So you're saying I should get rid of the short studs and just run another 10'er down the middle attached to the 2' ledgers?

I hadn't though of that. Hmmmmm... 



> Might want to consider extending the side 2' 2x's out to 32" to catch the next stud
> I'd span the 10' distance too


They will be extended down the sides as well because I plan on extending the shelving down the sides. I just left them off my scetch for simplicity sake. Thanks!! What do you mean you would "span the 10' distance too?" Isn't that what my drawing does? I'm not quite sure I understand you. 

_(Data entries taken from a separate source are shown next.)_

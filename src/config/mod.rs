//! Application configuration and constants.
//!
//! This module provides:
//! - Default values and report literals
//! - Option enums shared by the library and the CLI
//! - The `Config` struct consumed by `run_triage`
//! - The `Opt` command-line parser that produces a `Config`

mod cli;
mod constants;
mod types;

pub use cli::Opt;
pub use constants::*;
pub use types::{Config, LogFormat, LogLevel, OutputLayout, StateMatching};
//! Tokenizing parser for `netstat -an` lines.
//!
//! A line is split on ASCII whitespace and matched against two layouts:
//!
//! ```text
//! Linux:    proto [recv-q [send-q]] local remote state [pid/program]
//! Windows:  proto local remote state [pid]
//! ```
//!
//! Anything that does not fit is rejected with `None`; the parser never errors.

use crate::config::StateMatching;

use super::record::{ConnectionRecord, Endpoint, Layout, Protocol};

/// State words accepted by `StateMatching::Exact`.
pub const STATE_VOCABULARY: &[&str] = &[
    "ESTABLISHED",
    "LISTEN",
    "LISTENING",
    "CLOSE_WAIT",
    "LAST_ACK",
    "CLOSED",
    "CLOSING",
];

/// Letters accepted by `StateMatching::Legacy`.
const LEGACY_STATE_ALPHABET: &str = "LAST_ACKCLOSE_WAITESTABLISHEDLISTENING";

/// Linux prints at most two queue columns.
const MAX_QUEUE_FIELDS: usize = 2;

/// Returns true when `token` is accepted as a connection state.
pub fn is_state_token(token: &str, matching: StateMatching) -> bool {
    match matching {
        StateMatching::Exact => STATE_VOCABULARY.contains(&token),
        StateMatching::Legacy => token
            .chars()
            .next()
            .is_some_and(|c| LEGACY_STATE_ALPHABET.contains(c)),
    }
}

/// Parses one line into a `ConnectionRecord`.
///
/// Returns `None` for headers, blank lines, IPv6 sockets, wildcard peers
/// (`*:*`, `0.0.0.0:*`) and records without a state column.
pub fn parse_record(line: &str, matching: StateMatching) -> Option<ConnectionRecord> {
    let tokens: Vec<&str> = line.split_ascii_whitespace().collect();
    let (first, rest) = tokens.split_first()?;
    let protocol = Protocol::parse(first)?;

    let queue_fields = rest
        .iter()
        .take(MAX_QUEUE_FIELDS)
        .take_while(|t| t.bytes().all(|b| b.is_ascii_digit()))
        .count();
    let layout = if queue_fields == 0 {
        Layout::Windows
    } else {
        Layout::Linux
    };

    let [local, remote, state, ..] = &rest[queue_fields..] else {
        return None;
    };
    if !is_state_token(state, matching) {
        return None;
    }

    Some(ConnectionRecord {
        protocol,
        layout,
        local: Endpoint::parse(local)?,
        remote: Endpoint::parse(remote)?,
        state: state.to_string(),
    })
}
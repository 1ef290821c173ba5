//! ASN-origin resolver.
//!
//! Looks up the registered country of an address's origin AS through the
//! Team Cymru DNS interface. A query for `9.0.250.142.origin.asn.cymru.com`
//! returns TXT records of the form
//!
//! ```text
//! 15169 | 142.250.0.0/15 | US | arin | 2012-05-24
//! ```
//!
//! where the third column is the country code.

use std::net::Ipv4Addr;
use std::sync::Arc;
use std::time::Duration;

use async_trait::async_trait;
use hickory_resolver::error::{ResolveError, ResolveErrorKind};
use hickory_resolver::TokioAsyncResolver;
use log::debug;

use crate::error_handling::LookupError;
use crate::netstat::Ipv4Token;

use super::resolver::GeoResolver;
use super::types::GeoRecord;

/// Resolver backed by DNS TXT records of an ASN-origin zone.
#[derive(Clone)]
pub struct AsnOriginResolver {
    dns: Arc<TokioAsyncResolver>,
    zone: String,
}

impl AsnOriginResolver {
    pub fn new(dns: Arc<TokioAsyncResolver>, zone: impl Into<String>) -> Self {
        let zone = zone.into().trim_matches('.').to_string();
        Self { dns, zone }
    }
}

/// Fully qualified query name: octets reversed, then the zone.
pub fn origin_query_name(address: Ipv4Addr, zone: &str) -> String {
    let [a, b, c, d] = address.octets();
    format!("{d}.{c}.{b}.{a}.{}.", zone.trim_matches('.'))
}

/// Parses one `asn | prefix | cc | registry | date` record.
pub fn parse_origin_txt(txt: &str) -> Result<GeoRecord, LookupError> {
    let fields: Vec<&str> = txt.split('|').map(str::trim).collect();
    if fields.len() < 3 {
        return Err(LookupError::MalformedResponse(format!(
            "unexpected ASN origin record: {txt}"
        )));
    }

    let country_code = fields[2].to_ascii_uppercase();
    if country_code.is_empty() {
        return Err(LookupError::MissingField("country"));
    }

    // Multi-origin prefixes list several ASNs separated by spaces
    let description = fields[0]
        .split_whitespace()
        .next()
        .map(|asn| format!("AS{asn}"))
        .unwrap_or_default();

    Ok(GeoRecord {
        country_code,
        description,
    })
}

fn dns_error(e: ResolveError, timeout: Duration) -> LookupError {
    match e.kind() {
        ResolveErrorKind::NoRecordsFound { .. } => LookupError::MissingField("country"),
        ResolveErrorKind::Timeout => LookupError::Timeout(timeout.as_secs()),
        _ => LookupError::Network(e.to_string()),
    }
}

#[async_trait]
impl GeoResolver for AsnOriginResolver {
    async fn lookup(
        &self,
        address: &Ipv4Token,
        timeout: Duration,
    ) -> Result<GeoRecord, LookupError> {
        let ip = address
            .to_ipv4()
            .ok_or_else(|| LookupError::InvalidAddress(address.to_string()))?;
        let name = origin_query_name(ip, &self.zone);
        debug!("ASN origin query: {}", name);

        let lookup = self
            .dns
            .txt_lookup(name.as_str())
            .await
            .map_err(|e| dns_error(e, timeout))?;

        let records: Vec<String> = lookup
            .iter()
            .map(|txt| {
                txt.iter()
                    .map(|bytes| String::from_utf8_lossy(bytes).to_string())
                    .collect::<Vec<String>>()
                    .join("")
            })
            .collect();

        let mut last_error = LookupError::MissingField("country");
        for record in &records {
            match parse_origin_txt(record) {
                Ok(geo) => return Ok(geo),
                Err(e) => last_error = e,
            }
        }
        Err(last_error)
    }
}
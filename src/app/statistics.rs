//! Statistics printing.

use log::info;
use strum::IntoEnumIterator;

use crate::error_handling::{ErrorType, InfoType, ProcessingStats};

/// Prints a one-line summary of the run.
///
/// Works with both plain and JSON log formats (log::info! handles formatting).
pub fn print_run_summary(
    unique: usize,
    classified: usize,
    skipped: usize,
    foreign: usize,
    elapsed_seconds: f64,
) {
    info!(
        "Looked up {} address{} ({} classified, {} skipped, {} foreign) in {:.1}s",
        unique,
        if unique == 1 { "" } else { "es" },
        classified,
        skipped,
        foreign,
        elapsed_seconds
    );
}

/// Prints error and info counters to the log.
///
/// Categories with a zero count are left out.
pub fn print_error_statistics(error_stats: &ProcessingStats) {
    let total_errors = error_stats.total_errors();
    let total_info = error_stats.total_info();

    if total_errors > 0 {
        info!("Lookup Failures ({} total):", total_errors);
        for error_type in ErrorType::iter() {
            let count = error_stats.get_error_count(error_type);
            if count > 0 {
                info!("   {}: {}", error_type.as_str(), count);
            }
        }
    }

    if total_info > 0 {
        info!("Info Counts ({} total):", total_info);
        for info_type in InfoType::iter() {
            let count = error_stats.get_info_count(info_type);
            if count > 0 {
                info!("   {}: {}", info_type.as_str(), count);
            }
        }
    }
}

Here is a picture of where I'll be building this shelf. I'd like the shelf to be just above the torsion rod. Thanks for all the help guys! I really appreciate it!!!


----------



## Gary in WA

Depends on the species of wood used, and the grade. A #2, *Doug Fir, 1.7*, 24"o.c. will span 10' and carry *15# sq.ft*. or *150#.*
pp #11, table C-1: http://www.awc.org/pdf/STJR_2005.pdf

Dave, 99% of the time, front garage side walls are laid out for the *exterior sheathing*- from the outside corner, not the inside drywall. You're thinking, though! 

Be safe, Gary


----------



## racebum

if load carrying is a concern and a 45degree bracket is out of the question due to where it would fall, depending on construction using cable at the corners running straight up to the truss would greatly increase the amount of weight you could put on the shelf since the end of your shelf would not be floating out in space anymore.


----------



## baum

Do what I did, 

I have the exact same application, however i only have 2 walls to support (back and 1 side). I created a 2x4 frame just how you are, 1/2" ply for the decking. I bolted the back and side using lag bolts, and used chain and eyebolts from the front of the frame to the ceiling joists. I spaced this every 4 ft. 

I have so much crap on it you wouldnt believe. wheels/tires, tools, x-mas goodies.


----------



## mopowers

Thanks for the input guys. I just talked to my dad, who's a carpenter. He suggested using the erector set looking straps they use for garage door installs and dropping a few straps form the ceiling joists grabbing two joists each.

Also, do you folks think it would be better to use short studs like my picture to connect the two joists, or span a middle 10' joist as Dick suggested. Which way is stronger???

Lastly, (stupid question time)- What is difference between kiln dried 2x4s and green studs? What would be best in this application.

Thanks a lot guys!! I'd ask my dad these questions, but he's really busy and I don't want to bother him with my stupid questions.


----------



## mopowers

Do any of you folks answer this question for me? Maybe I'm not explaining myself very well.

Would it be better to use short studs like in my sketch to connect the two joists, or span a middle 10' joist instead as Dick suggested. Which way is stronger???


----------



## Jack Olsen

Now that I see your application, I would get three 10' 2x4s. Use one 24" piece on each side if it helps you tie them together. Beyond that, whether you need a center piece going up to a ceiling joist depends on how much weight you're putting up there. 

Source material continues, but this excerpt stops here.